[DATASET]

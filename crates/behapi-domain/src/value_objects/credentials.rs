//! Application credentials used to authenticate against the tested API

use std::fmt;

/// Application id and secret
#[derive(Clone, PartialEq, Eq)]
pub struct AppCredentials {
    /// Application ID
    pub id: String,
    /// Application secret
    pub secret: String,
}

impl AppCredentials {
    /// Create credentials
    pub fn new(id: impl Into<String>, secret: impl Into<String>) -> Self {
        Self {
            id: id.into(),
            secret: secret.into(),
        }
    }
}

// Keep the secret out of logs and panic messages.
impl fmt::Debug for AppCredentials {
    fn fmt(&self, f: &mut fmt::Formatter<'_>) -> fmt::Result {
        f.debug_struct("AppCredentials")
            .field("id", &self.id)
            .field("secret", &"***")
            .finish()
    }
}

[WHAT YOU SHOULD DO] All of the material must be given again exactly.

[YOUR SOLUTION]
filename crates/behapi-domain/src/value_objects/credentials.rs
//! Application credentials used to authenticate against the tested API

use std::fmt;

/// Application id and secret
#[derive(Clone, PartialEq, Eq)]
pub struct AppCredentials {
    /// Application ID
    pub id: String,
    /// Application secret
    pub secret: String,
}

impl AppCredentials {
    /// Create credentials
    pub fn new(id: impl Into<String>, secret: impl Into<String>) -> Self {
        Self {
            id: id.into(),
            secret: secret.into(),
        }
    }
}

// Keep the secret out of logs and panic messages.
impl fmt::Debug for AppCredentials {
    fn fmt(&self, f: &mut fmt::Formatter<'_>) -> fmt::Result {
        f.debug_struct("AppCredentials")
            .field("id", &self.id)
            .field("secret", &"***")
            .finish()
    }
}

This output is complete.